YOUR INSTRUCTIONS —
How many lines in the entries below include the string "cloned"? Answer with the number only.

Collected data entries
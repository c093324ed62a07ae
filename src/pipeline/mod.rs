//! End-to-end analysis run
//!
//! 1. Validate trades and group them by wallet
//! 2. Score wallets on a bounded pool of blocking workers
//! 3. Fetch funding sources for the most suspicious wallets
//! 4. Cluster them and fold memberships back into the wallet records
//! 5. Sort and summarize
//!
//! Every run keeps its intermediate state local. The funding cache is the
//! only state shared between runs, so concurrent runs are safe.

use futures::future::join_all;
use std::sync::Arc;
use tracing::{debug, error, info, warn};

use crate::analysis::{aggregate_by_wallet, analyze_wallet, MarketIndex, Wallet, WalletAnalysis};
use crate::chain::{BatchFundingFetcher, FundingCache, OnChainFundingFetcher, RpcPool};
use crate::cluster::{build_clusters, Cluster, Clustering, ClusteringStats};
use crate::config::{AnalysisConfig, Config};
use crate::error::{Error, Result};
use crate::source::{
    collect_markets, collect_trades, MarketSource, PageLimits, ResolvedMarket, Trade, TradeSource,
};

pub mod detail;
pub mod report;

pub use detail::{AnnotatedTrade, WalletDetail};
pub use report::{AnalysisReport, FundingSummary, Summary};

/// Collect trades and resolved markets concurrently.
///
/// Upstream failures abort the collection: without trades there is nothing
/// to analyze.
pub async fn collect_dataset(
    trades: &dyn TradeSource,
    markets: &dyn MarketSource,
    trade_limits: &PageLimits,
    market_limits: &PageLimits,
) -> Result<(Vec<Trade>, Vec<ResolvedMarket>)> {
    let (trades, markets) = tokio::try_join!(
        collect_trades(trades, trade_limits),
        collect_markets(markets, market_limits),
    )
    .inspect_err(|e| {
        if e.is_upstream() {
            error!(error = %e, "Upstream unavailable, aborting run");
        }
    })?;
    info!(
        trades = trades.len(),
        markets = markets.len(),
        "Fetched upstream data"
    );
    Ok((trades, markets))
}

/// Runs the scoring and clustering pipeline
pub struct Analyzer {
    workers: usize,
    top_suspicious: usize,
    max_candidates: usize,
    funding: Option<Arc<BatchFundingFetcher>>,
}

impl Analyzer {
    /// Analyzer without clustering
    pub fn new(config: &AnalysisConfig, max_candidates: usize) -> Self {
        Self {
            workers: config.workers.max(1),
            top_suspicious: config.top_suspicious,
            max_candidates,
            funding: None,
        }
    }

    /// Enable clustering through a funding fetcher
    pub fn with_funding(mut self, fetcher: Arc<BatchFundingFetcher>) -> Self {
        self.funding = Some(fetcher);
        self
    }

    /// Analyzer wired to on-chain funding lookups over the configured RPC pool
    pub fn from_config(config: &Config) -> Result<Self> {
        let pool = Arc::new(RpcPool::new(&config.rpc)?);
        let provider = Arc::new(OnChainFundingFetcher::new(pool, &config.funding));
        let cache = Arc::new(FundingCache::with_config(config.funding.cache_config()));
        let fetcher = BatchFundingFetcher::new(provider, cache, config.funding.batch_config());

        Ok(Self::new(&config.analysis, config.funding.max_candidates)
            .with_funding(Arc::new(fetcher)))
    }

    pub fn funding(&self) -> Option<&Arc<BatchFundingFetcher>> {
        self.funding.as_ref()
    }

    /// Collect trades and markets from upstream, then [`run`](Self::run)
    pub async fn run_from_sources(
        &self,
        trades: &dyn TradeSource,
        markets: &dyn MarketSource,
        trade_limits: &PageLimits,
        market_limits: &PageLimits,
    ) -> Result<AnalysisReport> {
        let (trades, markets) =
            collect_dataset(trades, markets, trade_limits, market_limits).await?;
        self.run(trades, markets).await
    }

    /// Run the full analysis and return one wallet's record and trades.
    ///
    /// The whole dataset is scored so cluster membership is filled in.
    /// Returns `None` when the wallet has no trades in the dataset.
    pub async fn inspect(
        &self,
        address: &str,
        trades: Vec<Trade>,
        markets: Vec<ResolvedMarket>,
    ) -> Result<Option<WalletDetail>> {
        let index = MarketIndex::new(markets.iter().cloned());
        let Some(annotated) = detail::wallet_trades(address, &trades, &index) else {
            return Ok(None);
        };

        let report = self.run(trades, markets).await?;
        let address = address.to_lowercase();
        let analysis = report.wallet(&address).cloned();
        Ok(Some(WalletDetail {
            address,
            analysis,
            trades: annotated,
        }))
    }

    /// Analyze a trade/market dataset
    pub async fn run(
        &self,
        trades: Vec<Trade>,
        markets: Vec<ResolvedMarket>,
    ) -> Result<AnalysisReport> {
        let mut summary = Summary {
            total_trades: trades.len(),
            total_markets: markets.len(),
            ..Default::default()
        };

        let (valid, rejected): (Vec<Trade>, Vec<Trade>) =
            trades.into_iter().partition(Trade::is_well_formed);
        summary.rejected_trades = rejected.len();
        if !rejected.is_empty() {
            warn!(rejected = rejected.len(), "Dropped malformed trades");
        }

        let wallets = aggregate_by_wallet(&valid);
        summary.total_wallets = wallets.len();
        let scorable: Vec<Wallet> = wallets.into_iter().filter(Wallet::is_scorable).collect();

        let markets = Arc::new(MarketIndex::new(markets));
        let mut analyses = self.score_wallets(scorable, markets).await?;
        summary.skipped_wallets = summary.total_wallets - analyses.len();
        info!(
            wallets = summary.total_wallets,
            scored = analyses.len(),
            skipped = summary.skipped_wallets,
            "Scored wallets"
        );

        let (clusters, clustering_stats, funding) = self.cluster(&mut analyses).await;
        summary.clustering = clustering_stats;
        summary.funding = funding;

        analyses.sort_by(report::by_p_value);
        report::tally(&mut summary, &analyses);

        let mut top_suspicious = analyses.clone();
        top_suspicious.sort_by(report::by_suspicion);
        top_suspicious.truncate(self.top_suspicious);

        info!(
            flagged = summary.flagged_wallets,
            critical = summary.critical_wallets,
            clusters = clusters.len(),
            "Analysis complete"
        );

        Ok(AnalysisReport {
            summary,
            wallets: analyses,
            clusters,
            top_suspicious,
        })
    }

    /// Score wallets in one blocking task per worker
    async fn score_wallets(
        &self,
        wallets: Vec<Wallet>,
        markets: Arc<MarketIndex>,
    ) -> Result<Vec<WalletAnalysis>> {
        if wallets.is_empty() {
            return Ok(Vec::new());
        }

        let chunk_size = wallets.len().div_ceil(self.workers);
        let mut handles = Vec::with_capacity(self.workers);
        let mut remaining = wallets.into_iter().peekable();
        while remaining.peek().is_some() {
            let chunk: Vec<Wallet> = remaining.by_ref().take(chunk_size).collect();
            let markets = Arc::clone(&markets);
            handles.push(tokio::task::spawn_blocking(move || {
                chunk
                    .iter()
                    .filter_map(|wallet| analyze_wallet(wallet, &markets))
                    .collect::<Vec<_>>()
            }));
        }
        debug!(workers = handles.len(), chunk_size, "Dispatched scoring");

        let mut analyses = Vec::new();
        for result in join_all(handles).await {
            let scored =
                result.map_err(|e| Error::Internal(format!("Scoring worker failed: {}", e)))?;
            analyses.extend(scored);
        }
        Ok(analyses)
    }

    /// Cluster the flagged wallets and write memberships into `analyses`
    async fn cluster(
        &self,
        analyses: &mut [WalletAnalysis],
    ) -> (Vec<Cluster>, ClusteringStats, Option<FundingSummary>) {
        let Some(fetcher) = &self.funding else {
            return (Vec::new(), ClusteringStats::default(), None);
        };

        let candidates = select_candidates(analyses, self.max_candidates);
        if candidates.is_empty() {
            debug!("No flagged wallets to cluster");
            return (
                Vec::new(),
                ClusteringStats::default(),
                Some(FundingSummary::default()),
            );
        }

        let lookup = fetcher.fetch_all(&candidates).await;
        let clustering = build_clusters(&lookup.sources);
        apply_clustering(analyses, &clustering);

        let stats = clustering.stats();
        (
            clustering.clusters,
            stats,
            Some(FundingSummary::from_lookup(candidates.len(), &lookup)),
        )
    }
}

/// Flagged wallets, most suspicious first, capped at `max`
pub fn select_candidates(analyses: &[WalletAnalysis], max: usize) -> Vec<String> {
    let mut flagged: Vec<&WalletAnalysis> = analyses.iter().filter(|w| w.is_flagged()).collect();
    flagged.sort_by(|a, b| report::by_suspicion(a, b));
    flagged
        .into_iter()
        .take(max)
        .map(|w| w.address.clone())
        .collect()
}

/// Copy cluster memberships onto wallet records; others get the defaults
pub fn apply_clustering(analyses: &mut [WalletAnalysis], clustering: &Clustering) {
    for analysis in analyses.iter_mut() {
        match clustering.membership_of(&analysis.address) {
            Some(member) => {
                analysis.cluster_id = Some(member.cluster_id);
                analysis.cluster_size = member.cluster_size;
                analysis.shared_funding_source = Some(member.shared_funding_source.clone());
            }
            None => analysis.clear_cluster(),
        }
    }
}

RESPONSE AREA —
2